So, after being bombarded with ads for it all summer on the CW, I watched the premiere of Jane the Virgin last night. It fit nicely into my viewing schedule between Gotham and Castle (which interrupts my Blacklist viewing, but thankfully NBC lets me watch that online).
If you’ve seen the previews you know that Jane promised her Abuela to keep her virginity as a gift to her husband in marriage after a stern talk Abuela gives her as a child. Jane keeps her vow despite being in a two year relationship with Michael. Jane becomes inseminated accidentally and now finds herself pregnant.
That’s the overview. The show is much more complicated than that. Jane loves Michael who is a police detective. Jane also takes her vow very seriously as well as the “timeline” she and Michael have set out. She is working full time as a waitress at a resort to pay for her education, she plans on being a teacher. She want to marry Michael after establishing a career and paying down her debt.
Jane goes into the doctor for a routine pap smear. Now, this is where a lot of the internet blew up about “why does she need a pap smear when she’s not having sex!” Getting regular pap smears are an important part of female health whether married, single, sexually active or not and even menopausal. Jane was just being a good steward of the temple God gave her. Anyway, Jane’s regular doctor is out so her partner sees Jane. Her partner who is emotionally distraught over her personal life. So emotionally distraught that instead of a pap smear, she inseminates Jane with a sample intended for a different patient.
And it gets more complicated from there. Jane’s pregnancy is discovered when she passes out after standing up on a bus to give her seat to some nuns and she is rushed to the hospital. Jane is distraught. The news of this pregnancy is not welcome for many reasons, not least of which is the way it occurred.
Jane is not full of prolife resolve despite the fact that her mother, Xiomara, gave birth to her as a sixteen-year-old without the help or support of Jane’s father. She accepts the prescription for an abortion drug given to her by the OB-GYN who inseminated her in error. Jane admits readily, she’s not ready to be a mother. She doesn’t want to be a mother yet, not this way, which is why she wasn’t having sex to begin with.
Jane goes through a range of feelings about the pregnancy. Particularly when Michael proposes and she has to tell him she’s pregnant instead of “yes.” Michael confronts Jane and tells her he won’t raise a child that is not his biologically making her life infinitely more complicated. Jane confronts Xiomara about why Xiomara chose to have her. Jane has grown up believing that Xiomara wanted an abortion, and Abuela forced her to have the baby. But when Abuela finds the abortion drug in Jane’s room and confronts her, Jane finds out it wasn’t the truth. Abuela wanted Xiomara to abort the baby, Xiomara refused and then lied to Jane to protect her and Abuela.

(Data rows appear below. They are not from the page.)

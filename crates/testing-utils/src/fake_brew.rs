use std::{
    fs,
    path::{Path, PathBuf},
};
use tempfile::{tempdir, TempDir};

/// Shell script standing in for the `brew` executable.
///
/// The script is meant to be run as `sh <script> <args>...`, so it never needs the
/// executable bit. Every invocation is appended to a log that can be read back with
/// [`FakeBrew::invocations`].
pub struct FakeBrew {
    root: TempDir,
    script: PathBuf,
}

impl FakeBrew {
    /// Program that runs the script.
    pub const PROGRAM: &'static str = "sh";

    /// Create a script whose body is `body`. The arguments are available as `$1`, `$2`, ...
    pub fn new(body: &str) -> Self {
        let root = tempdir().expect("create temporary directory");
        let script = root.path().join("brew.sh");
        let log = root.path().join("invocations.log");
        let content = format!("#!/bin/sh\necho \"$@\" >> '{}'\n{body}\n", log.display());
        fs::write(&script, content).expect("write fake brew script");
        FakeBrew { root, script }
    }

    pub fn script(&self) -> &Path {
        &self.script
    }

    /// Arguments of every invocation so far, one line per invocation.
    pub fn invocations(&self) -> Vec<String> {
        match fs::read_to_string(self.root.path().join("invocations.log")) {
            Ok(content) => content.lines().map(str::to_string).collect(),
            Err(_) => Vec::new(),
        }
    }
}
use miette::Context;
use std::fmt;
use tapster_executor::Brew;
use tapster_package_manager::ListInstalled;
use tapster_registry::DetailedItem;

/// Longest description shown, in characters.
const DESCRIPTION_WIDTH: usize = 50;

pub async fn run(brew: Brew) -> miette::Result<()> {
    let items = ListInstalled { brew: &brew }.run().await.wrap_err("list installed packages")?;
    print!("{}", InstalledReport(&items));
    Ok(())
}

struct InstalledReport<'a>(&'a [DetailedItem]);

impl fmt::Display for InstalledReport<'_> {
    fn fmt(&self, f: &mut fmt::Formatter<'_>) -> fmt::Result {
        let items = self.0;
        if items.is_empty() {
            return writeln!(f, "No packages installed");
        }

        writeln!(f, "==> Installed packages ({} total)", items.len())?;
        for item in items {
            let status = match (item.pinned, item.outdated) {
                (true, _) => "pinned",
                (false, true) => "outdated",
                (false, false) => "",
            };
            let version = item.installed_version().unwrap_or_default();
            write!(f, "{:<30} {version:<12} {status:<8}", item.name)?;
            if !item.desc.is_empty() {
                write!(f, " {}", truncate(&item.desc, DESCRIPTION_WIDTH))?;
            }
            writeln!(f)?;
        }
        Ok(())
    }
}

fn truncate(text: &str, width: usize) -> String {
    if text.chars().count() <= width {
        return text.to_string();
    }
    let mut truncated: String = text.chars().take(width - 3).collect();
    truncated.push_str("...");
    truncated
}
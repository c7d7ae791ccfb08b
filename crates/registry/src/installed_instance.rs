use serde::{Deserialize, Serialize};

use crate::serde_helpers::null_as_default;

/// One installed version of an item, as reported by the local package manager.
#[derive(Debug, Clone, Default, PartialEq, Eq, Serialize, Deserialize)]
#[serde(default)]
pub struct InstalledInstance {
    pub version: String,
    #[serde(deserialize_with = "null_as_default")]
    pub used_options: Vec<String>,
    pub built_as_bottle: bool,
    /// Whether a prebuilt bottle was used instead of building from source.
    pub poured_from_bottle: bool,
    /// Seconds since the Unix epoch.
    #[serde(rename = "time")]
    pub installed_at: Option<i64>,
    #[serde(deserialize_with = "null_as_default")]
    pub runtime_dependencies: Vec<RuntimeDependency>,
    pub installed_as_dependency: bool,
    pub installed_on_request: bool,
}

/// Dependency that was resolved when an instance was installed.
#[derive(Debug, Clone, Default, PartialEq, Eq, Serialize, Deserialize)]
#[serde(default)]
pub struct RuntimeDependency {
    pub full_name: String,
    pub version: String,
    pub revision: u32,
    pub pkg_version: String,
    pub declared_directly: bool,
}
use crate::{ExecutorError, LocateBrewError};
use pipe_trait::Pipe;
use std::{
    ffi::{OsStr, OsString},
    path::{Path, PathBuf},
    process::Stdio,
    time::Duration,
};
use tokio::process::Command;

/// Default limit of a `brew info` call.
pub const DEFAULT_LOCAL_STATE_TIMEOUT: Duration = Duration::from_secs(30);

/// Handle to the `brew` executable.
#[derive(Debug, Clone)]
pub struct Brew {
    program: PathBuf,
    leading_args: Vec<OsString>,
    timeout: Duration,
}

impl Brew {
    pub fn new(program: impl Into<PathBuf>) -> Self {
        Brew {
            program: program.into(),
            leading_args: Vec::new(),
            timeout: DEFAULT_LOCAL_STATE_TIMEOUT,
        }
    }

    /// Arguments placed before every subcommand, e.g. the script when `program` is a shell.
    pub fn with_leading_args<Args, Arg>(mut self, args: Args) -> Self
    where
        Args: IntoIterator<Item = Arg>,
        Arg: Into<OsString>,
    {
        self.leading_args = args.into_iter().map(Into::into).collect();
        self
    }

    /// Limit how long a `brew info` call may take.
    pub fn with_timeout(mut self, timeout: Duration) -> Self {
        self.timeout = timeout;
        self
    }

    /// Find `brew`, either at `configured` or in `PATH`.
    pub fn locate(configured: Option<&Path>) -> Result<Self, LocateBrewError> {
        let program = match configured {
            Some(path) => which::which(path),
            None => which::which("brew"),
        }
        .map_err(|error| LocateBrewError { error })?;
        tracing::debug!(target: "tapster::executor", ?program, "Found brew");
        program.pipe(Brew::new).pipe(Ok)
    }

    pub fn program(&self) -> &Path {
        &self.program
    }

    pub fn timeout(&self) -> Duration {
        self.timeout
    }

    /// Create a command that runs `brew` with the leading arguments already applied.
    pub fn command(&self) -> Command {
        let mut command = Command::new(&self.program);
        command.args(&self.leading_args);
        command
    }

    /// Run `brew <args>` with the standard streams of the current process.
    pub async fn run_inherited<Args, Arg>(&self, args: Args) -> Result<(), ExecutorError>
    where
        Args: IntoIterator<Item = Arg>,
        Arg: AsRef<OsStr>,
    {
        let args: Vec<OsString> = args.into_iter().map(|arg| arg.as_ref().to_os_string()).collect();
        let command_line =
            args.iter().map(|arg| arg.to_string_lossy()).collect::<Vec<_>>().join(" ");
        tracing::info!(target: "tapster::executor", command = %command_line, "Run brew");

        let status = self
            .command()
            .args(&args)
            .stdin(Stdio::inherit())
            .stdout(Stdio::inherit())
            .stderr(Stdio::inherit())
            .status()
            .await
            .map_err(|error| ExecutorError::Spawn { program: self.program.clone(), error })?;

        if !status.success() {
            return Err(ExecutorError::Exit { command: command_line, status });
        }
        Ok(())
    }

    /// Run `brew uninstall <identifiers>`.
    pub async fn uninstall(&self, identifiers: &[String]) -> Result<(), ExecutorError> {
        let args = std::iter::once("uninstall").chain(identifiers.iter().map(String::as_str));
        self.run_inherited(args).await
    }

    /// Run `brew update`.
    pub async fn update(&self) -> Result<(), ExecutorError> {
        self.run_inherited(["update"]).await
    }

    /// Run `brew upgrade`, optionally restricted to `identifiers`.
    pub async fn upgrade(&self, identifiers: &[String]) -> Result<(), ExecutorError> {
        let args = std::iter::once("upgrade").chain(identifiers.iter().map(String::as_str));
        self.run_inherited(args).await
    }

    /// Pass `args` to `brew` unchanged.
    pub async fn execute(&self, args: &[OsString]) -> Result<(), ExecutorError> {
        self.run_inherited(args).await
    }
}

#[cfg(test)]
mod tests {
    use super::*;
    use pretty_assertions::assert_eq;

    #[test]
    fn locate_missing_configured_path() {
        let error = Brew::locate(Some(Path::new("/nonexistent/tapster/brew"))).unwrap_err();
        dbg!(&error);
        assert!(error.to_string().starts_with("Cannot find the brew executable"));
    }

    #[test]
    fn leading_args_come_first() {
        let brew = Brew::new("sh").with_leading_args(["brew.sh"]);
        let mut command = brew.command();
        command.arg("update");
        let args: Vec<_> = command.as_std().get_args().collect();
        assert_eq!(args, ["brew.sh", "update"]);
        assert_eq!(brew.program(), Path::new("sh"));
    }

    #[cfg(unix)]
    mod unix {
        use super::*;
        use pretty_assertions::assert_eq;
        use tapster_testing_utils::fake_brew::FakeBrew;

        fn fake(body: &str) -> (FakeBrew, Brew) {
            let fake = FakeBrew::new(body);
            let brew = Brew::new(FakeBrew::PROGRAM).with_leading_args([fake.script()]);
            (fake, brew)
        }

        #[tokio::test]
        async fn pass_arguments_through() {
            let (fake, brew) = fake("exit 0");
            brew.uninstall(&["git".to_string(), "node".to_string()]).await.unwrap();
            brew.update().await.unwrap();
            brew.upgrade(&[]).await.unwrap();
            brew.execute(&[OsString::from("doctor"), OsString::from("--verbose")]).await.unwrap();
            assert_eq!(
                fake.invocations(),
                ["uninstall git node", "update", "upgrade", "doctor --verbose"],
            );
        }

        #[tokio::test]
        async fn report_exit_failure() {
            let (_fake, brew) = fake("exit 3");
            let error = brew.update().await.unwrap_err();
            dbg!(&error);
            let ExecutorError::Exit { command, status } = error else {
                panic!("expected an exit error");
            };
            assert_eq!(command, "update");
            assert_eq!(status.code(), Some(3));
        }
    }
}
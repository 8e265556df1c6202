//! Where the checklist document comes from.

use serde_yaml::Value;
use std::fs;
use std::io::Read;
use std::path::{Path, PathBuf};

use crate::error::SourceError;

#[derive(Debug, Clone, PartialEq, Eq)]
pub enum Location {
    Stdin,
    File(PathBuf),
    Url(String),
}

impl Location {
    pub fn parse(raw: &str) -> Self {
        if raw == "-" {
            Location::Stdin
        } else if raw.starts_with("http://") || raw.starts_with("https://") {
            Location::Url(raw.to_string())
        } else if let Some(path) = raw.strip_prefix("file://") {
            Location::File(PathBuf::from(path))
        } else {
            Location::File(PathBuf::from(raw))
        }
    }

    fn describe(&self) -> String {
        match self {
            Location::Stdin => "stdin".to_string(),
            Location::File(path) => path.display().to_string(),
            Location::Url(url) => url.clone(),
        }
    }
}

pub fn load_document(location: &Location) -> Result<Value, SourceError> {
    let text = match location {
        Location::Stdin => read_stdin()?,
        Location::File(path) => read_file(path)?,
        Location::Url(url) => fetch(url)?,
    };
    tracing::debug!(origin = %location.describe(), bytes = text.len(), "loaded document");
    parse_document(&text, &location.describe())
}

pub fn parse_document(text: &str, origin: &str) -> Result<Value, SourceError> {
    serde_yaml::from_str(text).map_err(|source| SourceError::Parse {
        origin: origin.to_string(),
        source,
    })
}

fn read_file(path: &Path) -> Result<String, SourceError> {
    fs::read_to_string(path).map_err(|source| SourceError::Read {
        path: path.to_path_buf(),
        source,
    })
}

fn read_stdin() -> Result<String, SourceError> {
    let mut text = String::new();
    std::io::stdin()
        .read_to_string(&mut text)
        .map_err(|source| SourceError::Read {
            path: PathBuf::from("<stdin>"),
            source,
        })?;
    Ok(text)
}

fn fetch(url: &str) -> Result<String, SourceError> {
    let response = ureq::get(url)
        .set(
            "user-agent",
            concat!("postinstall-wizard/", env!("CARGO_PKG_VERSION")),
        )
        .call()
        .map_err(|e| match e {
            ureq::Error::Status(status, _) => SourceError::Status {
                url: url.to_string(),
                status,
            },
            other => SourceError::Fetch {
                url: url.to_string(),
                message: other.to_string(),
            },
        })?;

    let status = response.status();
    if status != 200 {
        return Err(SourceError::Status {
            url: url.to_string(),
            status,
        });
    }

    response.into_string().map_err(|e| SourceError::Fetch {
        url: url.to_string(),
        message: e.to_string(),
    })
}

#[cfg(test)]
mod tests {
    use super::*;
    use std::io::Write;

    #[test]
    fn locations_are_classified_by_prefix() {
        assert_eq!(Location::parse("-"), Location::Stdin);
        assert_eq!(
            Location::parse("https://example.org/c.yaml"),
            Location::Url("https://example.org/c.yaml".into())
        );
        assert_eq!(
            Location::parse("http://example.org/c.yaml"),
            Location::Url("http://example.org/c.yaml".into())
        );
        assert_eq!(
            Location::parse("file:///etc/c.yaml"),
            Location::File(PathBuf::from("/etc/c.yaml"))
        );
        assert_eq!(
            Location::parse("conf/c.yaml"),
            Location::File(PathBuf::from("conf/c.yaml"))
        );
    }

    #[test]
    fn loads_local_file() {
        let mut file = tempfile::NamedTempFile::new().unwrap();
        writeln!(file, "sections:\n  Tools:\n    items: [git]").unwrap();

        let url = format!("file://{}", file.path().display());
        let doc = load_document(&Location::parse(&url)).unwrap();
        assert!(doc.get("sections").is_some());
    }

    #[test]
    fn missing_file_is_read_error() {
        let dir = tempfile::tempdir().unwrap();
        let err = load_document(&Location::File(dir.path().join("missing.yaml"))).unwrap_err();
        assert!(matches!(err, SourceError::Read { .. }));
    }

    #[test]
    fn invalid_yaml_is_parse_error() {
        let err = parse_document("sections: [unclosed", "inline").unwrap_err();
        assert!(matches!(err, SourceError::Parse { .. }));
        assert!(err.to_string().contains("inline"));
    }
}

Jane’s pregnancy brings out a series of revelations both about her life and her feelings on motherhood. It forces her to be brave, something she never expected. Yes, Jane decides to have her baby, but it is even more complicated than just giving birth.
I’m going to leave out some major plot elements, including the number one reason Jane decides to give birth. Because I don’t want to give it away and because I want people to watch it. Jane had a plan. Jane stuck to her plan but sometimes, life has surprises. While God is not explicitly mentioned, Xiomara does being praying a Hail Mary when the doctor at the hospital tells Jane she’s pregnant. Not to mention Michael’s initial rejection of Jane and the baby is turned around rather magnificently. Jane begins to realize that plans beyond her own are at work here. Jane matures even in the course of one episode from someone who lives only for herself, to someone who realizes she others who depend on her to. Her mother, Abuela, Michael, her unborn child and the child’s father…who she does meet in the episode.
Jane’s decision to give birth to her child was not easy, it was agonizing and in light of various complications I’ve left out here, won’t be getting easier as time goes on. What Jane faces is what many young women who find themselves in unexpected pregnancies (although through more conventional means for the most part) face. While Jane does not have to face the consequences of actions she herself set into motion, she still has to deal with the very real consequences her pregnancy brings on. And there are a lot of those.
Motherhood is never an easy thing, and it is especially difficult for many who find it thrust upon them, whatever the circumstances. Jane The Virgin promises to take us to place where we understand some of the real difficulties women face in unplanned pregnancies. And to understand why many may make the choices they do (that doesn’t mean we have to or get to agree with any or all of those choices). Like Juno, Jane has love and support, but Jane takes things one step further is showing us a more mature decision making process.